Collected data

##########

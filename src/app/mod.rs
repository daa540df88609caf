mod cli;
mod commands;
mod status;
#[cfg(test)]
mod tests;

pub use cli::{BudgetAction, Cli, Command, EditArgs, FormatArg, RatesAction, RecordArgs};
pub use commands::execute;
pub use status::StatusMessage;
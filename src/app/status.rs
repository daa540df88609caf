/// Outcome of a command as shown to the user. Urgent messages signal a
/// failure the user has to act on.
#[derive(Debug, Clone, PartialEq, Eq)]
pub struct StatusMessage {
    pub text: String,
    pub urgent: bool
}

impl StatusMessage {
    pub fn info(text: impl Into<String>) -> Self {
        Self {
            text: text.into(),
            urgent: false
        }
    }

    pub fn alert(text: impl Into<String>) -> Self {
        Self {
            text: text.into(),
            urgent: true
        }
    }
}
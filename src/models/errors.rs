use crate::models::Currency;
use crate::types::{Amount, RecordId};
use thiserror::Error;

#[derive(Debug, Error)]
pub enum StoreError {
    #[error("Record [{id}] was not found")]
    RecordNotFound {
        id: RecordId
    }
}

impl StoreError {
    pub fn record_not_found(id: &str) -> Self {
        Self::RecordNotFound { id: id.to_string() }
    }
}

#[derive(Debug, Error)]
pub enum SettingsError {
    #[error("Budget cap must not be negative, got [{value}]")]
    NegativeBudgetCap {
        value: Amount
    },
    #[error("Exchange rate for [{currency}] must be a positive number, got [{value}]")]
    NonPositiveRate {
        currency: Currency,
        value: f64
    }
}

#[derive(Debug, Error)]
#[error("Unknown sort field [{0}], expected one of: description, amount, date")]
pub struct UnknownSortField(pub String);
use rust_decimal::Error as DecimalError;

use thiserror::Error;

#[derive(Debug, Error)]
pub enum AmountError {
    #[error("Amount error: {0}")]
    InvalidFormat(String),
    #[error("Amount error: {0}")]
    Decimal(#[from] DecimalError),
    #[error("Amount error: more than {0} decimal places")]
    TooManyDecimalPlaces(u32),
    #[error("Amount error: [{0}] has too many significant digits to store exactly")]
    PrecisionLoss(String)
}
mod errors;
mod file_storage;
mod memory_storage;
mod persistence;
mod transfer;

use std::sync::Arc;

pub use errors::{ExportError, ImportError, StorageError};
pub use file_storage::FileStorage;
pub use memory_storage::MemoryStorage;
pub use persistence::{Persistence, CAP_KEY, RATES_KEY, RECORDS_KEY};
pub use transfer::{export_csv, export_json, import_file, parse_import, write_export, ExportFormat};

/// An opaque string-keyed, string-valued store. Every key is independent.
pub trait KeyValueStore: Send + Sync + 'static {
    fn get(&self, key: &str) -> Result<Option<String>, StorageError>;
    fn set(&self, key: &str, value: &str) -> Result<(), StorageError>;
}

impl<S: KeyValueStore> KeyValueStore for Arc<S> {
    fn get(&self, key: &str) -> Result<Option<String>, StorageError> {
        self.as_ref().get(key)
    }

    fn set(&self, key: &str, value: &str) -> Result<(), StorageError> {
        self.as_ref().set(key, value)
    }
}
//! Migration dispatcher.
//!
//! Runs the liveness check, optionally moves config into the central
//! directory, detects the backend, then walks the subsystems in their fixed
//! order and applies whichever scripts exist for the target version. Nothing is rolled back across subsystems: once a subsystem's
//! script has committed it stays committed even if a later one fails.

use crate::error::{UpgradeError, UpgradeResult};
use crate::liveness::LivenessGuard;
use crate::locator::ScriptLocator;
use crate::relocate::{ConfigRelocator, MovedConfig, RelocationOutcome};
use crate::report::{MigrationReport, OutcomeStatus, SkipReason};
use dbu_core::{
    ccnet_component, BackendDetector, BackendKind, Detection, EnvironmentContext, ServerVersion,
    Subsystem,
};
use dbu_db::{DriverTargets, SqlScriptApplier, StatementPolicy, TargetFactory};
use std::borrow::Cow;
use std::path::{Path, PathBuf};

/// Knobs for one upgrade run
#[derive(Debug, Clone, Copy, Default)]
pub struct MigrationOptions {
    /// Fail fast on networked backends too
    pub strict: bool,
    /// Report what would be applied without opening any database
    pub dry_run: bool,
    /// Move legacy config into the central directory first (5.0.0 and later)
    pub relocate_config: bool,
}

/// Which database a script is applied to
enum ScriptDestination {
    Embedded(PathBuf),
    Networked(Subsystem),
}

pub struct MigrationDispatcher<'a> {
    env: &'a EnvironmentContext,
    locator: ScriptLocator,
    options: MigrationOptions,
    targets: Box<dyn TargetFactory>,
}

impl<'a> MigrationDispatcher<'a> {
    pub fn new(env: &'a EnvironmentContext, options: MigrationOptions) -> Self {
        Self {
            env,
            locator: ScriptLocator::from_env(env),
            options,
            targets: Box::new(DriverTargets),
        }
    }

    /// Open databases through `targets` instead of the SQLite and MySQL drivers
    pub fn with_targets(mut self, targets: impl TargetFactory + 'static) -> Self {
        self.targets = Box::new(targets);
        self
    }

    /// Upgrade every subsystem database to `version`.
    ///
    /// Success means every applicable script was attempted. Under the
    /// fail-soft networked policy individual statements may still have
    /// failed; they are listed in the returned report.
    pub async fn run(&self, version: &ServerVersion) -> UpgradeResult<MigrationReport> {
        LivenessGuard::new(self.env).ensure_not_running().await?;

        let relocated = self.relocate_configs(version)?;
        let detection = BackendDetector::new(&self.detection_env(version)).detect(version)?;
        let policy = StatementPolicy::for_backend(detection.kind, self.options.strict);
        let applier = SqlScriptApplier::new(policy);
        let mut report = MigrationReport::new(
            version.as_str(),
            detection.kind,
            policy,
            self.options.dry_run,
        );
        report.relocated_configs = relocated;

        for subsystem in Subsystem::ALL {
            self.migrate_subsystem(subsystem, version, &detection, &applier, &mut report)
                .await?;
        }
        self.migrate_ccnet_components(version, &detection, &applier, &mut report)
            .await?;

        Ok(report)
    }

    /// Relocate legacy config when asked to; returns the files moved
    fn relocate_configs(&self, version: &ServerVersion) -> UpgradeResult<Vec<MovedConfig>> {
        if !self.options.relocate_config {
            return Ok(Vec::new());
        }
        if !version.uses_central_config() {
            log::warn!("{version} does not use a central config directory, not relocating config");
            return Ok(Vec::new());
        }
        if self.options.dry_run {
            log::info!("dry run, not relocating config");
            return Ok(Vec::new());
        }
        match ConfigRelocator::new(self.env).relocate()? {
            RelocationOutcome::Moved { files } => Ok(files),
            RelocationOutcome::AlreadyRelocated { .. } => Ok(Vec::new()),
        }
    }

    /// Environment detection reads from. A relocating run without a central
    /// directory configured reads from the directory the configs went to.
    fn detection_env(&self, version: &ServerVersion) -> Cow<'_, EnvironmentContext> {
        if self.options.relocate_config
            && version.uses_central_config()
            && self.env.central_config_dir.is_none()
        {
            let mut env = self.env.clone();
            env.central_config_dir = Some(ConfigRelocator::new(self.env).destination());
            return Cow::Owned(env);
        }
        Cow::Borrowed(self.env)
    }

    async fn migrate_subsystem(
        &self,
        subsystem: Subsystem,
        version: &ServerVersion,
        detection: &Detection,
        applier: &SqlScriptApplier,
        report: &mut MigrationReport,
    ) -> UpgradeResult<()> {
        let Some(script) = self.locator.locate(version, detection.kind, subsystem) else {
            log::debug!("No {} script for {}, nothing to do", subsystem, version);
            report.record(
                subsystem.name(),
                None,
                OutcomeStatus::Skipped {
                    reason: SkipReason::NoScript,
                },
            );
            return Ok(());
        };

        if subsystem.requires_pro() {
            // TODO: confirm with product owners whether a licence check
            // should replace the on-disk `pro` marker.
            if !self.env.is_pro() {
                log::info!("{subsystem} database is only used by the professional edition, skipping");
                report.record(
                    subsystem.name(),
                    Some(script),
                    OutcomeStatus::Skipped {
                        reason: SkipReason::NotProfessionalEdition,
                    },
                );
                return Ok(());
            }
            if detection.kind == BackendKind::Embedded {
                log::info!("{subsystem} does not support sqlite3 database");
                report.record(
                    subsystem.name(),
                    Some(script),
                    OutcomeStatus::Skipped {
                        reason: SkipReason::UnsupportedOnEmbedded,
                    },
                );
                return Ok(());
            }
        }

        let destination = match detection.kind {
            BackendKind::Embedded => match self.env.embedded_db_path(subsystem) {
                Some(path) => ScriptDestination::Embedded(path),
                None => {
                    report.record(
                        subsystem.name(),
                        Some(script),
                        OutcomeStatus::Skipped {
                            reason: SkipReason::UnsupportedOnEmbedded,
                        },
                    );
                    return Ok(());
                }
            },
            BackendKind::Networked => ScriptDestination::Networked(subsystem),
        };

        log::info!("updating {subsystem} database...");
        self.apply_script(subsystem.name(), &script, destination, detection, applier, report)
            .await
    }

    /// Embedded ccnet keeps some tables in separate component databases,
    /// each with its own optional script.
    async fn migrate_ccnet_components(
        &self,
        version: &ServerVersion,
        detection: &Detection,
        applier: &SqlScriptApplier,
        report: &mut MigrationReport,
    ) -> UpgradeResult<()> {
        let scripts = self
            .locator
            .ccnet_component_scripts(version, detection.kind)?;

        for script in scripts {
            let stem = script
                .file_stem()
                .map(|s| s.to_string_lossy().into_owned())
                .unwrap_or_default();
            let component = ccnet_component(&stem).ok_or_else(|| UpgradeError::UnknownComponent {
                path: script.display().to_string(),
            })?;

            let target = format!("{}/{}", Subsystem::Ccnet, component.stem);
            let db_path = self.env.ccnet_component_path(component);
            log::info!("updating {target} database...");
            self.apply_script(
                &target,
                &script,
                ScriptDestination::Embedded(db_path),
                detection,
                applier,
                report,
            )
            .await?;
        }
        Ok(())
    }

    async fn apply_script(
        &self,
        target_name: &str,
        script: &Path,
        destination: ScriptDestination,
        detection: &Detection,
        applier: &SqlScriptApplier,
        report: &mut MigrationReport,
    ) -> UpgradeResult<()> {
        let sql = std::fs::read_to_string(script).map_err(|e| UpgradeError::Io {
            path: script.display().to_string(),
            message: e.to_string(),
        })?;

        if self.options.dry_run {
            report.record(target_name, Some(script.to_path_buf()), OutcomeStatus::Planned);
            return Ok(());
        }

        let db_err = |source| UpgradeError::Db {
            target: target_name.to_string(),
            source,
        };
        let mut target = match destination {
            ScriptDestination::Embedded(path) => {
                self.targets.open_embedded(&path).await.map_err(db_err)?
            }
            ScriptDestination::Networked(subsystem) => {
                let info = detection.connection(subsystem).ok_or_else(|| {
                    UpgradeError::MissingConnection {
                        target: target_name.to_string(),
                    }
                })?;
                self.targets.open_networked(info).await.map_err(db_err)?
            }
        };

        let applied = applier
            .apply(target.as_mut(), &sql)
            .await
            .map_err(db_err)?;
        report.record(
            target_name,
            Some(script.to_path_buf()),
            OutcomeStatus::Applied { report: applied },
        );
        Ok(())
    }
}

##########

== Instructions to follow ==
Search the data above for the word "StatementPolicy" and count the lines where it appears. Only the number should be given.

== Answer space ==
2